João Freitas

I read a technical article everyday this year

For the past year, I’ve been reading technical articles (not so) consistently everyday and sharing them in my blog. It wasn’t easy.

I started this journey after being inspired by Matt Rickard journey on writing a blog post everyday for an whole year: https://matt-rickard.com/a-year-of-daily-blogging.

Apart from reading the article, I also summarized it and archived it in my blog. I did this so I could look back on what I’ve been reading and track my interests over time. Let’s take a look at some statistics:

KeywordCount
#matt rickard64
#software engineering34
#ai26
#business23
#chatgpt18
#entrepreneurship17
#open source16
#llm16
#github13
#google12
#kotlin12
#architecture11
#android10
#javascript10
#engineering9
#rust9
#infrastructure8
#sqlite8
#git8
#startup8
#docker8
#tips8
#security7
#software7
#browser7

The table above are the top 25 keywords used in the articles I’ve read.


First of all, I’m really surprised Matt Rickard is the #1 keyword in the reads section. This means that I’ve read 64 articles from Matt Rickard, or about 17% of 2023. I expected this keyword count to be high, since his posts were influential to me in the beginning, but I stopped reading them once he started to focus a lot on AI and LLMs (which he still does, unfortunately).

Software Engineering being the second most referenced keyword is expected. My favourite technical articles focus on software engineering details as well as software architecture. AI, LLM and ChatGPT are also expected because of the AI boom. I’ve also read a few Kotlin and Android articles, mainly those curated in the Kotlin Weekly newsletter. You should subscribe it if you work in Android or with Kotlin!
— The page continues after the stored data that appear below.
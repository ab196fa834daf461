use async_trait::async_trait;
use reqwest::Client;
use serde::Deserialize;

use super::config::GrammarConfig;
use super::read_json;
use super::traits::{GrammarChecker, GrammarMatch};
use crate::error::ServiceResult;

/// Client for a LanguageTool server (`POST /v2/check`).
pub struct LanguageToolChecker {
    http_client: Client,
    url: String,
    language: String,
}

impl LanguageToolChecker {
    pub fn new(http_client: Client, config: &GrammarConfig) -> Self {
        Self {
            http_client,
            url: config.url.clone(),
            language: config.language.clone(),
        }
    }
}

#[derive(Deserialize)]
struct CheckResponse {
    matches: Vec<WireMatch>,
}

#[derive(Deserialize)]
struct WireMatch {
    #[serde(default)]
    message: String,
    #[serde(default)]
    offset: usize,
    #[serde(default)]
    length: usize,
    rule: Option<WireRule>,
}

#[derive(Deserialize)]
struct WireRule {
    id: String,
}

impl From<WireMatch> for GrammarMatch {
    fn from(m: WireMatch) -> Self {
        Self {
            message: m.message,
            offset: m.offset,
            length: m.length,
            rule_id: m.rule.map(|r| r.id),
        }
    }
}

#[async_trait]
impl GrammarChecker for LanguageToolChecker {
    fn name(&self) -> &'static str {
        "grammar"
    }

    async fn check(&self, text: &str) -> ServiceResult<Vec<GrammarMatch>> {
        let response = self
            .http_client
            .post(&self.url)
            .form(&[("language", self.language.as_str()), ("text", text)])
            .send()
            .await?;
        let body: CheckResponse = read_json(response).await?;

        tracing::debug!(matches = body.matches.len(), "grammar check complete");
        Ok(body.matches.into_iter().map(GrammarMatch::from).collect())
    }
}
use std::collections::HashSet;

use super::result::{round_to, Criterion, Evaluation};
use super::rubric::LanguageRubric;
use crate::error::RubricError;
use crate::services::GrammarChecker;

/// Grammar points: full marks with no errors, zero at the error ceiling.
/// `total_words` must be positive.
pub fn grammar_points(error_count: usize, total_words: usize, rubric: &LanguageRubric) -> f64 {
    let errors_per_100 = error_count as f64 / total_words as f64 * 100.0;
    (1.0 - (errors_per_100 / rubric.error_ceiling_per_100).min(1.0)) * rubric.grammar_points
}

/// Unique lowercased words over total words. `words` must be non-empty.
pub fn type_token_ratio(words: &[String]) -> f64 {
    let unique: HashSet<String> = words.iter().map(|w| w.to_lowercase()).collect();
    unique.len() as f64 / words.len() as f64
}

/// Normalize grammar plus vocabulary points onto the criterion weight.
pub fn language_score(grammar: f64, vocabulary: f64, rubric: &LanguageRubric) -> f64 {
    (grammar + vocabulary) / (rubric.grammar_points + rubric.vocabulary_points()) * rubric.weight
}

pub async fn evaluate_language(
    transcript: &str,
    words: &[String],
    rubric: &LanguageRubric,
    grammar: &dyn GrammarChecker,
) -> Result<Evaluation, RubricError> {
    let matches = grammar
        .check(transcript)
        .await
        .map_err(|e| RubricError::collaborator(grammar.name(), e))?;
    let error_count = matches.len();

    let grammar_raw = grammar_points(error_count, words.len(), rubric);
    let ttr = type_token_ratio(words);
    let vocabulary_raw = rubric.vocabulary.score(ttr);
    let score = language_score(grammar_raw, vocabulary_raw, rubric);
    tracing::debug!(error_count, grammar_raw, ttr, vocabulary_raw, "language scored");

    let feedback = format!("TTR: {:?}, Grammar Errors: {}", round_to(ttr, 2), error_count);
    Ok(Evaluation::new(Criterion::Language, score, feedback))
}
What I was not expecting is the amount of business and entrepreneurship articles I’ve read. Maybe that’s an indicator that I should start focusing on product development and sales (like discover which software value is missing for people, how to sell software).


Now, let’s talk about the difficulties felt in this journey.

First of all, this challenge seemed way easier in the beginning of the year, but sooner proved to be really hard. Finding something interesting to read these days is easy, but finding something valuable is hard. Taking the time to read what you found after work, becomes harder and harder everyday. That’s why I started adopting some techniques to ease the challenge, like reading more than one article beforehand, reading before work (early birder) or sticking to small blog posts on days I felt more tired.

Reading is only one part of the challenge. The second part begins when it’s time to summarize it and archive it in the blog. This last part was actually the hardest part, since I needed to scrape the article, transform it in markdown, write the summary, archive images and fix formatting issues. Sometimes, archiving an article took me more than an hour to do so.

I really have to thank my girlfriend for understanding the pain points and helping me reduce the time and stress that is archiving articles. She took the time to develop a web app that simplifies the archiving process by a ton. From using only the article link, this app is able to:

After downloading the markdown file, all that was left to do is cleaning up junk that comes from scraping, as well as archiving images. For this last part, it was also automated using github-upsert, a CLI tool we created to upload files in a GitHub repo directly from the command-line (article images were archived in the Cinderela repository, so I could be sure they wouldn’t be gone forever if the article author decided to delete them).

old screensiteoomanytoolbars2.jpgshot of Internet Explorer and its countless toolbars

What my Chrome bookmark bar feels like after bookmarking ten articles

Another hurdle I felt throughout the year was keeping up with the articles I bookmarked to read. Initially was using my browser bookmark bar, but later realized the mess it is to keep up with a bookmark bar. At least in Chrome, it feels really clunky to locate bookmarks, as well as deleting them. To fight this hurdle, we created github-bookmark, a browser extension to bookmark webpages as issues in a GitHub repo. This tool really boosted my productivity, because now I can manage the articles to read and archive directly in my blog GitHub repository.


It was hard, but I sticked to the challenge. I may not remember everything that I read (believe me, I don’t 🤐), but it was a great way to increase my discipline. As for 2024, I won’t continue the challenge, but will occasionally share some articles throughout the year.